*** Opening Data listing ***

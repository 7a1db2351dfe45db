//! Route handlers of the world service

use axum::Json;
use axum::http::Method;
use axum::response::Response;
use hateoas::prelude::*;

use crate::resources::{
    PasswordGrantForm, ResidentForm, ResidentRecord, ResidentRest, RootResource, WorldRecord,
    WorldRest,
};

/// Shared application state
#[derive(Clone)]
pub struct AppState {
    pub config: HateoasConfig,
    pub responder: HypermediaResponder,
    pub worlds: InMemoryDataSource<WorldRecord>,
    pub residents: InMemoryDataSource<ResidentRecord>,
    pub shutdown: CancellationToken,
}

pub fn router(state: AppState) -> Router {
    Router::new()
        .route("/", get(root))
        .route("/api/worlds", get(list_worlds))
        .route("/api/worlds/{world_id}", get(get_world))
        .route(
            "/api/worlds/{world_id}/residents",
            get(list_residents).post(create_resident),
        )
        .route("/api/token", get(token_form))
        .with_state(state)
}

pub async fn root(
    State(state): State<AppState>,
) -> Result<HypermediaResponse<RootResource>, HateoasError> {
    state.responder.ok(RootResource {
        self_link: Link::to("Root"),
        worlds: Link::to_collection("GetWorlds"),
        token: Link::to_form("Token", Method::POST, relation::FORM),
    })
}

pub async fn list_worlds(
    State(state): State<AppState>,
    query: CollectionQuery,
) -> Result<HypermediaResponse<PagedCollection<WorldRest>>, HateoasError> {
    let plan = QueryPlan::compile::<WorldRest>(&query, state.config.paging())?;
    let page = store::execute(&state.worlds, &plan, &state.shutdown).await?;

    let collection = PagedCollection::new(
        Link::to("GetWorlds"),
        page.map(WorldRest::from),
        plan.window,
    )
    .with_query_form(Form::query_for::<WorldRest>(Link::to_form(
        "GetWorlds",
        Method::GET,
        relation::QUERY_FORM,
    )));
    state.responder.ok(collection)
}

pub async fn get_world(
    State(state): State<AppState>,
    Path(world_id): Path<Uuid>,
    conditional: ConditionalRequest,
) -> Result<Response, HateoasError> {
    let world = state
        .worlds
        .find(|w| w.id == world_id)
        .map_err(HateoasError::Source)?;

    match world {
        Some(world) => Ok(state
            .responder
            .conditional(&conditional, WorldRest::from(world))?
            .into_response()),
        None => Ok(StatusCode::NOT_FOUND.into_response()),
    }
}

pub async fn list_residents(
    State(state): State<AppState>,
    Path(world_id): Path<Uuid>,
    query: CollectionQuery,
) -> Result<HypermediaResponse<PagedCollection<ResidentRest>>, HateoasError> {
    let query = query.with_filter(format!("worldId eq {}", world_id));
    let plan = QueryPlan::compile::<ResidentRest>(&query, state.config.paging())?;
    let page = store::execute(&state.residents, &plan, &state.shutdown).await?;

    let collection = PagedCollection::new(
        Link::to("GetResidents").with_param("worldId", world_id),
        page.map(ResidentRest::from),
        plan.window,
    );
    state.responder.ok(collection)
}

pub async fn create_resident(
    State(state): State<AppState>,
    Path(world_id): Path<Uuid>,
    Json(form): Json<ResidentForm>,
) -> Result<HypermediaResponse<ResidentRest>, HateoasError> {
    let record = ResidentRecord {
        id: Uuid::new_v4(),
        world_id,
        name: form.name,
        role: form.role,
    };
    state
        .residents
        .insert(record.clone())
        .map_err(HateoasError::Source)?;
    tracing::info!(world = %world_id, resident = %record.id, "resident created");

    let location = Link::to("GetResidentById")
        .with_param("worldId", world_id)
        .with_param("residentId", record.id);
    state.responder.created(location, ResidentRest::from(record))
}

pub async fn token_form(
    State(state): State<AppState>,
) -> Result<HypermediaResponse<Form>, HateoasError> {
    let form = Form::from_model(
        &PasswordGrantForm::default(),
        Link::to_form("Token", Method::POST, relation::FORM),
    )?;
    state.responder.ok(form)
}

*** Closing Data listing ***

Directions for this task: What is needed is an exact repetition of all the entries above.

Your response:
repository 7a1db2351dfe45db
//! Route handlers of the world service

use axum::Json;
use axum::http::Method;
use axum::response::Response;
use hateoas::prelude::*;

use crate::resources::{
    PasswordGrantForm, ResidentForm, ResidentRecord, ResidentRest, RootResource, WorldRecord,
    WorldRest,
};

/// Shared application state
#[derive(Clone)]
pub struct AppState {
    pub config: HateoasConfig,
    pub responder: HypermediaResponder,
    pub worlds: InMemoryDataSource<WorldRecord>,
    pub residents: InMemoryDataSource<ResidentRecord>,
    pub shutdown: CancellationToken,
}

pub fn router(state: AppState) -> Router {
    Router::new()
        .route("/", get(root))
        .route("/api/worlds", get(list_worlds))
        .route("/api/worlds/{world_id}", get(get_world))
        .route(
            "/api/worlds/{world_id}/residents",
            get(list_residents).post(create_resident),
        )
        .route("/api/token", get(token_form))
        .with_state(state)
}

pub async fn root(
    State(state): State<AppState>,
) -> Result<HypermediaResponse<RootResource>, HateoasError> {
    state.responder.ok(RootResource {
        self_link: Link::to("Root"),
        worlds: Link::to_collection("GetWorlds"),
        token: Link::to_form("Token", Method::POST, relation::FORM),
    })
}

pub async fn list_worlds(
    State(state): State<AppState>,
    query: CollectionQuery,
) -> Result<HypermediaResponse<PagedCollection<WorldRest>>, HateoasError> {
    let plan = QueryPlan::compile::<WorldRest>(&query, state.config.paging())?;
    let page = store::execute(&state.worlds, &plan, &state.shutdown).await?;

    let collection = PagedCollection::new(
        Link::to("GetWorlds"),
        page.map(WorldRest::from),
        plan.window,
    )
    .with_query_form(Form::query_for::<WorldRest>(Link::to_form(
        "GetWorlds",
        Method::GET,
        relation::QUERY_FORM,
    )));
    state.responder.ok(collection)
}

pub async fn get_world(
    State(state): State<AppState>,
    Path(world_id): Path<Uuid>,
    conditional: ConditionalRequest,
) -> Result<Response, HateoasError> {
    let world = state
        .worlds
        .find(|w| w.id == world_id)
        .map_err(HateoasError::Source)?;

    match world {
        Some(world) => Ok(state
            .responder
            .conditional(&conditional, WorldRest::from(world))?
            .into_response()),
        None => Ok(StatusCode::NOT_FOUND.into_response()),
    }
}

pub async fn list_residents(
    State(state): State<AppState>,
    Path(world_id): Path<Uuid>,
    query: CollectionQuery,
) -> Result<HypermediaResponse<PagedCollection<ResidentRest>>, HateoasError> {
    let query = query.with_filter(format!("worldId eq {}", world_id));
    let plan = QueryPlan::compile::<ResidentRest>(&query, state.config.paging())?;
    let page = store::execute(&state.residents, &plan, &state.shutdown).await?;

    let collection = PagedCollection::new(
        Link::to("GetResidents").with_param("worldId", world_id),
        page.map(ResidentRest::from),
        plan.window,
    );
    state.responder.ok(collection)
}

pub async fn create_resident(
    State(state): State<AppState>,
    Path(world_id): Path<Uuid>,
    Json(form): Json<ResidentForm>,
) -> Result<HypermediaResponse<ResidentRest>, HateoasError> {
    let record = ResidentRecord {
        id: Uuid::new_v4(),
        world_id,
        name: form.name,
        role: form.role,
    };
    state
        .residents
        .insert(record.clone())
        .map_err(HateoasError::Source)?;
    tracing::info!(world = %world_id, resident = %record.id, "resident created");

    let location = Link::to("GetResidentById")
        .with_param("worldId", world_id)
        .with_param("residentId", record.id);
    state.responder.created(location, ResidentRest::from(record))
}

pub async fn token_form(
    State(state): State<AppState>,
) -> Result<HypermediaResponse<Form>, HateoasError> {
    let form = Form::from_model(
        &PasswordGrantForm::default(),
        Link::to_form("Token", Method::POST, relation::FORM),
    )?;
    state.responder.ok(form)
}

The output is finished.